FGM (female genital mutilation): Partial or total removal of the external female genitalia, or other injury to the female genital organs for non-medical reasons.
Every year, more than three million girls are estimated to be at risk of having their genitals mutilated – often at the hands of those they trust the most.
Cultural pressures and old unsustained beliefs are at the heart of this practice, which has affected more than 200 million girls and women worldwide, most of whom are under the age of 15. Girls are especially at risk in East African countries, such as Eritrea, Ethiopia and Gambia – as well as across Asia and the Middle East. The list of countries where this practice has become the norm is as extensive as the health complications FGM brings to the girls it is imposed on.
But did you know that FGM also happens in the United Kingdom?
On International Day of the Girl Child (11 October), the IPF quizzed Londoners about their knowledge on FGM. Among the uncomfortable grins and shy responses, Londoners appeared to be genuinely interested in learning more about the topic and discussing it – but not without hesitation.
Their hesitant reaction is largely a consequence of the taboo that has been formed surrounding women’s bodies and femininity. This is a leading factor when it comes to explaining the lack of knowledge or awareness about FGM.
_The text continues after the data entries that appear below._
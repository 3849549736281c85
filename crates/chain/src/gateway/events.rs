//! # Pass Audit Events
//!
//! Every successful policy or lifecycle mutation appends exactly one
//! [`PassEvent`] to the ledger, inside the same transaction as the
//! mutation itself. A rejected operation appends nothing.
//!
//! ## Binary Encoding
//!
//! [`encode_pass_event`] produces a deterministic big-endian encoding
//! for external indexers:
//!
//! ```text
//! [version: u8][discriminant: u8][fields...]
//! ```
//!
//! - identifiers are raw 32 bytes
//! - integers are fixed-width big-endian
//! - strings are `[len: u32 BE][utf-8 bytes]`
//! - expiries are `[tag: u8][u64 BE]` (tag 0 never, 1 at)
//! - the timestamp is always the last field
//!
//! Discriminant bytes are assigned explicitly and never reused.

use serde::{Deserialize, Serialize};

use gatepass_common::gateway::{Expiry, FlagMask, Identity, NetworkId, PassId};

/// Encoding format version, first byte of every encoded event.
pub const EVENT_ENCODING_VERSION: u8 = 1;

const DISC_NETWORK_CREATED: u8 = 0x01;
const DISC_GATEKEEPER_ADDED: u8 = 0x02;
const DISC_GATEKEEPER_REMOVED: u8 = 0x03;
const DISC_FLAG_DEFINED: u8 = 0x04;
const DISC_REQUIRED_MASK_SET: u8 = 0x05;
const DISC_PASS_EXPIRY_SET: u8 = 0x06;
const DISC_PASS_ISSUED: u8 = 0x10;
const DISC_PASS_FROZEN: u8 = 0x11;
const DISC_PASS_UNFROZEN: u8 = 0x12;
const DISC_PASS_REVOKED: u8 = 0x13;
const DISC_EXPIRY_REFRESHED: u8 = 0x14;
const DISC_FLAGS_SET: u8 = 0x15;

// ════════════════════════════════════════════════════════════════════════════════
// PASS EVENT
// ════════════════════════════════════════════════════════════════════════════════

/// A recorded state change of a network or a pass.
///
/// Timestamps are caller-provided; nothing here reads a clock.
#[derive(Clone, Debug, PartialEq, Eq, Serialize, Deserialize)]
pub enum PassEvent {
    NetworkCreated {
        network: NetworkId,
        authority: Identity,
        name: String,
        timestamp: u64,
    },
    GatekeeperAdded {
        network: NetworkId,
        gatekeeper: Identity,
        timestamp: u64,
    },
    GatekeeperRemoved {
        network: NetworkId,
        gatekeeper: Identity,
        timestamp: u64,
    },
    FlagDefined {
        network: NetworkId,
        index: u8,
        name: String,
        timestamp: u64,
    },
    RequiredMaskSet {
        network: NetworkId,
        mask: FlagMask,
        timestamp: u64,
    },
    PassExpirySet {
        network: NetworkId,
        secs: u64,
        timestamp: u64,
    },
    PassIssued {
        pass: PassId,
        owner: Identity,
        network: NetworkId,
        gatekeeper: Identity,
        flags: FlagMask,
        expiry: Expiry,
        timestamp: u64,
    },
    PassFrozen {
        pass: PassId,
        by: Identity,
        timestamp: u64,
    },
    PassUnfrozen {
        pass: PassId,
        by: Identity,
        timestamp: u64,
    },
    PassRevoked {
        pass: PassId,
        by: Identity,
        timestamp: u64,
    },
    ExpiryRefreshed {
        pass: PassId,
        by: Identity,
        expiry: Expiry,
        timestamp: u64,
    },
    FlagsSet {
        pass: PassId,
        by: Identity,
        flags: FlagMask,
        timestamp: u64,
    },
}

impl PassEvent {
    /// Caller-provided timestamp of the change.
    pub fn timestamp(&self) -> u64 {
        match self {
            PassEvent::NetworkCreated { timestamp, .. }
            | PassEvent::GatekeeperAdded { timestamp, .. }
            | PassEvent::GatekeeperRemoved { timestamp, .. }
            | PassEvent::FlagDefined { timestamp, .. }
            | PassEvent::RequiredMaskSet { timestamp, .. }
            | PassEvent::PassExpirySet { timestamp, .. }
            | PassEvent::PassIssued { timestamp, .. }
            | PassEvent::PassFrozen { timestamp, .. }
            | PassEvent::PassUnfrozen { timestamp, .. }
            | PassEvent::PassRevoked { timestamp, .. }
            | PassEvent::ExpiryRefreshed { timestamp, .. }
            | PassEvent::FlagsSet { timestamp, .. } => *timestamp,
        }
    }

    /// Pass the event refers to, if it is a pass event.
    pub fn pass_id(&self) -> Option<PassId> {
        match self {
            PassEvent::PassIssued { pass, .. }
            | PassEvent::PassFrozen { pass, .. }
            | PassEvent::PassUnfrozen { pass, .. }
            | PassEvent::PassRevoked { pass, .. }
            | PassEvent::ExpiryRefreshed { pass, .. }
            | PassEvent::FlagsSet { pass, .. } => Some(*pass),
            _ => None,
        }
    }
}

// ════════════════════════════════════════════════════════════════════════════════
// ENCODING
// ════════════════════════════════════════════════════════════════════════════════

/// Deterministic binary encoding of `event`.
///
/// Same event, same bytes. No maps, no floating point, no clock.
pub fn encode_pass_event(event: &PassEvent) -> Vec<u8> {
    let mut buf = vec![EVENT_ENCODING_VERSION];

    match event {
        PassEvent::NetworkCreated {
            network,
            authority,
            name,
            timestamp,
        } => {
            buf.push(DISC_NETWORK_CREATED);
            buf.extend_from_slice(network.as_bytes());
            buf.extend_from_slice(authority.as_bytes());
            encode_string(&mut buf, name);
            buf.extend_from_slice(&timestamp.to_be_bytes());
        }

        PassEvent::GatekeeperAdded {
            network,
            gatekeeper,
            timestamp,
        } => {
            buf.push(DISC_GATEKEEPER_ADDED);
            buf.extend_from_slice(network.as_bytes());
            buf.extend_from_slice(gatekeeper.as_bytes());
            buf.extend_from_slice(&timestamp.to_be_bytes());
        }

        PassEvent::GatekeeperRemoved {
            network,
            gatekeeper,
            timestamp,
        } => {
            buf.push(DISC_GATEKEEPER_REMOVED);
            buf.extend_from_slice(network.as_bytes());
            buf.extend_from_slice(gatekeeper.as_bytes());
            buf.extend_from_slice(&timestamp.to_be_bytes());
        }

        PassEvent::FlagDefined {
            network,
            index,
            name,
            timestamp,
        } => {
            buf.push(DISC_FLAG_DEFINED);
            buf.extend_from_slice(network.as_bytes());
            buf.push(*index);
            encode_string(&mut buf, name);
            buf.extend_from_slice(&timestamp.to_be_bytes());
        }

        PassEvent::RequiredMaskSet {
            network,
            mask,
            timestamp,
        } => {
            buf.push(DISC_REQUIRED_MASK_SET);
            buf.extend_from_slice(network.as_bytes());
            buf.extend_from_slice(&mask.to_be_bytes());
            buf.extend_from_slice(&timestamp.to_be_bytes());
        }

        PassEvent::PassExpirySet {
            network,
            secs,
            timestamp,
        } => {
            buf.push(DISC_PASS_EXPIRY_SET);
            buf.extend_from_slice(network.as_bytes());
            buf.extend_from_slice(&secs.to_be_bytes());
            buf.extend_from_slice(&timestamp.to_be_bytes());
        }

        PassEvent::PassIssued {
            pass,
            owner,
            network,
            gatekeeper,
            flags,
            expiry,
            timestamp,
        } => {
            buf.push(DISC_PASS_ISSUED);
            buf.extend_from_slice(pass.as_bytes());
            buf.extend_from_slice(owner.as_bytes());
            buf.extend_from_slice(network.as_bytes());
            buf.extend_from_slice(gatekeeper.as_bytes());
            buf.extend_from_slice(&flags.to_be_bytes());
            encode_expiry(&mut buf, expiry);
            buf.extend_from_slice(&timestamp.to_be_bytes());
        }

        PassEvent::PassFrozen { pass, by, timestamp } => {
            buf.push(DISC_PASS_FROZEN);
            buf.extend_from_slice(pass.as_bytes());
            buf.extend_from_slice(by.as_bytes());
            buf.extend_from_slice(&timestamp.to_be_bytes());
        }

        PassEvent::PassUnfrozen { pass, by, timestamp } => {
            buf.push(DISC_PASS_UNFROZEN);
            buf.extend_from_slice(pass.as_bytes());
            buf.extend_from_slice(by.as_bytes());
            buf.extend_from_slice(&timestamp.to_be_bytes());
        }

        PassEvent::PassRevoked { pass, by, timestamp } => {
            buf.push(DISC_PASS_REVOKED);
            buf.extend_from_slice(pass.as_bytes());
            buf.extend_from_slice(by.as_bytes());
            buf.extend_from_slice(&timestamp.to_be_bytes());
        }

        PassEvent::ExpiryRefreshed {
            pass,
            by,
            expiry,
            timestamp,
        } => {
            buf.push(DISC_EXPIRY_REFRESHED);
            buf.extend_from_slice(pass.as_bytes());
            buf.extend_from_slice(by.as_bytes());
            encode_expiry(&mut buf, expiry);
            buf.extend_from_slice(&timestamp.to_be_bytes());
        }

        PassEvent::FlagsSet {
            pass,
            by,
            flags,
            timestamp,
        } => {
            buf.push(DISC_FLAGS_SET);
            buf.extend_from_slice(pass.as_bytes());
            buf.extend_from_slice(by.as_bytes());
            buf.extend_from_slice(&flags.to_be_bytes());
            buf.extend_from_slice(&timestamp.to_be_bytes());
        }
    }

    buf
}

/// `[len: u32 BE][bytes]`.
fn encode_string(buf: &mut Vec<u8>, s: &str) {
    let bytes = s.as_bytes();
    buf.extend_from_slice(&(bytes.len() as u32).to_be_bytes());
    buf.extend_from_slice(bytes);
}

fn encode_expiry(buf: &mut Vec<u8>, expiry: &Expiry) {
    match expiry {
        Expiry::Never => {
            buf.push(0);
            buf.extend_from_slice(&0u64.to_be_bytes());
        }
        Expiry::At(t) => {
            buf.push(1);
            buf.extend_from_slice(&t.to_be_bytes());
        }
    }
}
//! # Fixed-Width Pass Encoding
//!
//! Bit-exact presentation encoding of a [`PassRecord`]. Identical records
//! always encode to identical bytes on every platform.
//!
//! ## Layout (170 bytes, big-endian)
//!
//! ```text
//! offset  size  field
//! ──────  ────  ──────────────────
//!      0    32  id
//!     32    32  owner
//!     64    32  network
//!     96    32  issuing_gatekeeper
//!    128     8  constraint
//!    136     1  state tag   (0 active, 1 frozen, 2 revoked)
//!    137     8  issued_at
//!    145     1  expiry tag  (0 never, 1 at)
//!    146     8  expiry      (zero when tag is 0)
//!    154    16  flags
//! ```
//!
//! `last_updated` is storage bookkeeping and is not encoded; a decoded
//! record takes `issued_at` as its `last_updated`.

use sha3::{Digest, Sha3_256};

use super::error::PassError;
use super::flags::FlagMask;
use super::ids::{Identity, NetworkId, PassId};
use super::pass::{Expiry, PassRecord};
use super::status::PassState;

/// Encoded size of a pass record in bytes.
pub const PASS_ENCODED_LEN: usize = 170;

const EXPIRY_NEVER: u8 = 0;
const EXPIRY_AT: u8 = 1;

/// Encode `pass` into its fixed 170-byte form.
pub fn encode_pass(pass: &PassRecord) -> [u8; PASS_ENCODED_LEN] {
    let mut out = [0u8; PASS_ENCODED_LEN];
    out[0..32].copy_from_slice(pass.id.as_bytes());
    out[32..64].copy_from_slice(pass.owner.as_bytes());
    out[64..96].copy_from_slice(pass.network.as_bytes());
    out[96..128].copy_from_slice(pass.issuing_gatekeeper.as_bytes());
    out[128..136].copy_from_slice(&pass.constraint.to_be_bytes());
    out[136] = pass.state.to_tag();
    out[137..145].copy_from_slice(&pass.issued_at.to_be_bytes());
    match pass.expiry {
        Expiry::Never => out[145] = EXPIRY_NEVER,
        Expiry::At(t) => {
            out[145] = EXPIRY_AT;
            out[146..154].copy_from_slice(&t.to_be_bytes());
        }
    }
    out[154..170].copy_from_slice(&pass.flags.to_be_bytes());
    out
}

/// Decode a record produced by [`encode_pass`].
///
/// ## Errors
///
/// `Codec` on wrong length, unknown state tag, unknown expiry tag, or a
/// non-zero expiry field under the `never` tag.
pub fn decode_pass(bytes: &[u8]) -> Result<PassRecord, PassError> {
    if bytes.len() != PASS_ENCODED_LEN {
        return Err(PassError::Codec(format!(
            "pass encoding must be {} bytes, got {}",
            PASS_ENCODED_LEN,
            bytes.len()
        )));
    }

    let state = PassState::from_tag(bytes[136])?;
    let issued_at = read_u64(&bytes[137..145]);
    let expiry_field = read_u64(&bytes[146..154]);
    let expiry = match bytes[145] {
        EXPIRY_NEVER if expiry_field == 0 => Expiry::Never,
        EXPIRY_NEVER => {
            return Err(PassError::Codec("expiry field set under never tag".to_string()));
        }
        EXPIRY_AT => Expiry::At(expiry_field),
        other => return Err(PassError::Codec(format!("unknown expiry tag {}", other))),
    };

    let mut flags = [0u8; 16];
    flags.copy_from_slice(&bytes[154..170]);

    Ok(PassRecord {
        id: PassId(read_32(&bytes[0..32])),
        owner: Identity(read_32(&bytes[32..64])),
        network: NetworkId(read_32(&bytes[64..96])),
        issuing_gatekeeper: Identity(read_32(&bytes[96..128])),
        constraint: read_u64(&bytes[128..136]),
        state,
        issued_at,
        expiry,
        flags: FlagMask::from_be_bytes(flags),
        last_updated: issued_at,
    })
}

/// SHA3-256 of the fixed-width encoding.
pub fn pass_hash(pass: &PassRecord) -> [u8; 32] {
    let mut hasher = Sha3_256::new();
    hasher.update(encode_pass(pass));
    hasher.finalize().into()
}

// Callers pass exact-width slices.
fn read_u64(slice: &[u8]) -> u64 {
    let mut buf = [0u8; 8];
    buf.copy_from_slice(slice);
    u64::from_be_bytes(buf)
}

fn read_32(slice: &[u8]) -> [u8; 32] {
    let mut buf = [0u8; 32];
    buf.copy_from_slice(slice);
    buf
}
Matthew, 24, admitted that he was not aware of how widespread the practice was.
“I think it is a taboo subject,” he said. “A lot of people don’t want to talk about that sort of stuff, just because I think it made me cringe a little bit. Talking about it will obviously make people feel quite uncomfortable.”
Hailey, 25, felt the same way. She said women’s issues should be everyone’s issues and that society needed to open up the discussion around women’s bodies.
“Sometimes I feel that women’s issues are sidelined because it doesn’t affect everybody. It needs to be taken on the shoulders of everyone, not just a certain group.”
“So how do we open up the discussion?”
We asked Londoners this very question when we took to the streets – and their answers proved that initiating a conversation about FGM is the first step to prevention.